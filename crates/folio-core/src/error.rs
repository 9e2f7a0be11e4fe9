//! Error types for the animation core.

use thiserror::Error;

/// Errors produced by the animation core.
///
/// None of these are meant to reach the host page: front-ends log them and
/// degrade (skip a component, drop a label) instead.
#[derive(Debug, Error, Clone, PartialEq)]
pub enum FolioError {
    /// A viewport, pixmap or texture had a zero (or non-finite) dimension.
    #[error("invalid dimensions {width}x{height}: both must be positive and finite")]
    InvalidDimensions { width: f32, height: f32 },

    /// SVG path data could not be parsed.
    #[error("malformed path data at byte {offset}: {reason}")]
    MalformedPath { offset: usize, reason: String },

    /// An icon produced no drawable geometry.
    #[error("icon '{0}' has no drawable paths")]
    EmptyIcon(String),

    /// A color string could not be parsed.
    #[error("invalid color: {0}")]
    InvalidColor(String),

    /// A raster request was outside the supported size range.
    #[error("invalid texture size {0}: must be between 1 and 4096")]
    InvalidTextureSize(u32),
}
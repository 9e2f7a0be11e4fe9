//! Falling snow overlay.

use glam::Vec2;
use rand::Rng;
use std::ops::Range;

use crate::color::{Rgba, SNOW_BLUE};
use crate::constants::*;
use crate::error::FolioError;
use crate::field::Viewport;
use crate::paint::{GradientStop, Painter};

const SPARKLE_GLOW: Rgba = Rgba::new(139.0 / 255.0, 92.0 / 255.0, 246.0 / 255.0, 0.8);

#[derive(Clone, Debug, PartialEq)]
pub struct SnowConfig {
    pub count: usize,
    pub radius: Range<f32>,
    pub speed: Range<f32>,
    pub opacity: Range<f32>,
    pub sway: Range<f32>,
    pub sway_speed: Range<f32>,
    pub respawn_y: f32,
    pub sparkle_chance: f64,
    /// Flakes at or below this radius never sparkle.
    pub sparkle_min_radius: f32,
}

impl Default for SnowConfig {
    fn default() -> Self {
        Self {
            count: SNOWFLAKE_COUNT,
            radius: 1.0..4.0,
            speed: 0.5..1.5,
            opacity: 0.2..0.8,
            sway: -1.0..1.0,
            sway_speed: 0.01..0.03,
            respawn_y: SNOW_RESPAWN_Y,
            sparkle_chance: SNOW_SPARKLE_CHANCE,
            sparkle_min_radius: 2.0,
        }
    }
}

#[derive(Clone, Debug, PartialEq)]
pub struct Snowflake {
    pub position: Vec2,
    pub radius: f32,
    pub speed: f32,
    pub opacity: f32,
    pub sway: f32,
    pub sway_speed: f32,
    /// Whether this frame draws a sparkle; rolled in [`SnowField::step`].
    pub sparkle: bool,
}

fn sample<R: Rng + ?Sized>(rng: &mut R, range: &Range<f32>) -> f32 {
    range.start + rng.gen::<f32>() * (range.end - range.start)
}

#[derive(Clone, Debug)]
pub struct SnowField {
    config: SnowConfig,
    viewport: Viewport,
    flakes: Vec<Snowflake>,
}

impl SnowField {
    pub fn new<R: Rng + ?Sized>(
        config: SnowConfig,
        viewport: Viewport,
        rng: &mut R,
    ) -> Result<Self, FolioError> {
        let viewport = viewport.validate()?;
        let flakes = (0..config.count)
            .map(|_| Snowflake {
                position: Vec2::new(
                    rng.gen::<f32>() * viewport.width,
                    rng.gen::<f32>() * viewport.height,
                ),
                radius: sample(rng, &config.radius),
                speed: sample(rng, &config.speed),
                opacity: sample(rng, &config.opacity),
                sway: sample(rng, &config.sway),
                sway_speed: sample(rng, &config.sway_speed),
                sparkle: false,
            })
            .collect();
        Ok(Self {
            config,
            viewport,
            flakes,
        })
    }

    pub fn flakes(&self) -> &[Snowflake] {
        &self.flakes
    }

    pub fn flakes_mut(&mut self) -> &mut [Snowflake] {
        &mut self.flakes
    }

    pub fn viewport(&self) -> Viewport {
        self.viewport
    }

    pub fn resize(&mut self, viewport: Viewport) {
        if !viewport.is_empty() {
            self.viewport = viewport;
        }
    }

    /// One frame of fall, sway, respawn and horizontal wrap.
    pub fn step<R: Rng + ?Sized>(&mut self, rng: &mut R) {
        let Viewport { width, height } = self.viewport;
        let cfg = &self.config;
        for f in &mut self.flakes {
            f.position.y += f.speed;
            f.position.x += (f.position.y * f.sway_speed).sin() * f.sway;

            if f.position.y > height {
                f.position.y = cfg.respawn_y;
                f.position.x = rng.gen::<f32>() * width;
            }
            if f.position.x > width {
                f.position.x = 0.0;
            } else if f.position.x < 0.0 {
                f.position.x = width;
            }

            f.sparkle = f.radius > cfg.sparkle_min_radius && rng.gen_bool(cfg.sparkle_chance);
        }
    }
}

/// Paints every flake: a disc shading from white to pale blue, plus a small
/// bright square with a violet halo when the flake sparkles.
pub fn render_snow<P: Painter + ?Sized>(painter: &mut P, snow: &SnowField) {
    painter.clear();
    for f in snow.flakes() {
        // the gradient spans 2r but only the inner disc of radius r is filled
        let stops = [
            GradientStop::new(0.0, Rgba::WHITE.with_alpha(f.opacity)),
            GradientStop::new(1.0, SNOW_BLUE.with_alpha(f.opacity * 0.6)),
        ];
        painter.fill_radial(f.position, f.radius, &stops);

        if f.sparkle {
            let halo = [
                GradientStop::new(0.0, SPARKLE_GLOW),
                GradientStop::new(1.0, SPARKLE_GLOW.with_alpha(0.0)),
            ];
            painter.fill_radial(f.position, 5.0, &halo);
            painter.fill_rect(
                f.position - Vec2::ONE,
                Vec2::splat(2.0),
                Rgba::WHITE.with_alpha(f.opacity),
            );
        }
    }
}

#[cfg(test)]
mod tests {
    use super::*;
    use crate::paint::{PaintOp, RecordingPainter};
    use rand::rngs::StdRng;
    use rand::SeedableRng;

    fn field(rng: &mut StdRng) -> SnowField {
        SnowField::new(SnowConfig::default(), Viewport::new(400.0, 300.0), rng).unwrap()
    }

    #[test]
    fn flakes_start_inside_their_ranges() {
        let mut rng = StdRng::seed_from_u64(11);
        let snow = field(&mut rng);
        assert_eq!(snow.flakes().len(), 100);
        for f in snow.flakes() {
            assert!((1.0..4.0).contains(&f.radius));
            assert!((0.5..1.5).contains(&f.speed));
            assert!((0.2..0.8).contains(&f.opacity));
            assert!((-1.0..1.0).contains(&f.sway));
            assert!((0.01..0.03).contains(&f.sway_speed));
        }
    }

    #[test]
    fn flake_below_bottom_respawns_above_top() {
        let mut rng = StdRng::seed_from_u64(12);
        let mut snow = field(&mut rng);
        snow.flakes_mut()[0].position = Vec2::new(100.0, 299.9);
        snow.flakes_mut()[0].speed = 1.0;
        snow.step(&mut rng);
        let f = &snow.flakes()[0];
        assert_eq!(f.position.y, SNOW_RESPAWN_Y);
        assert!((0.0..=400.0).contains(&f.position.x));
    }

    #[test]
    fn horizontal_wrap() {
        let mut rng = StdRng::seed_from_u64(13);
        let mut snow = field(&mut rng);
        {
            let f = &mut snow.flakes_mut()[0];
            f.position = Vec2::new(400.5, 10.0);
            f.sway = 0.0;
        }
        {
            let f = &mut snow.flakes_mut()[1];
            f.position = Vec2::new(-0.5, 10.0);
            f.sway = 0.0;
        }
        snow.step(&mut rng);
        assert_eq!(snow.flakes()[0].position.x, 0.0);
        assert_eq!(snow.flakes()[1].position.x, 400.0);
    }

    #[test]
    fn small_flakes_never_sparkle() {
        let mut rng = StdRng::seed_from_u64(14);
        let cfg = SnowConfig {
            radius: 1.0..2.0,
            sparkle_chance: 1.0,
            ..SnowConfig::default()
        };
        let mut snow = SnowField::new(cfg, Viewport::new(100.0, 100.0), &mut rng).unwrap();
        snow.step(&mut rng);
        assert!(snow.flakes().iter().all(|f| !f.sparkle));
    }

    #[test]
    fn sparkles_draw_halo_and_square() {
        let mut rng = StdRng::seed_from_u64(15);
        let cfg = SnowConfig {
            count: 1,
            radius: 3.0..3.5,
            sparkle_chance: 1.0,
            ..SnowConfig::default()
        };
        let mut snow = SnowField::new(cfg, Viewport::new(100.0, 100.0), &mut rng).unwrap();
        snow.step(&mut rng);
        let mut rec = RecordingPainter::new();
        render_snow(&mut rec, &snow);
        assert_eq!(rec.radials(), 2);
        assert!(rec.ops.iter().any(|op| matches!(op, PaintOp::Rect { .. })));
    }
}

_ _ _ _ _ _ _

- TASK DIRECTIONS
Reproduce exactly the entries above, limited to the lines from the one with "self.viewport = viewport;" through the one with "for f in &mut", both included.

- EXERCISE OUTPUT
            self.viewport = viewport;
        }
    }

    /// One frame of fall, sway, respawn and horizontal wrap.
    pub fn step<R: Rng + ?Sized>(&mut self, rng: &mut R) {
        let Viewport { width, height } = self.viewport;
        let cfg = &self.config;
        for f in &mut self.flakes {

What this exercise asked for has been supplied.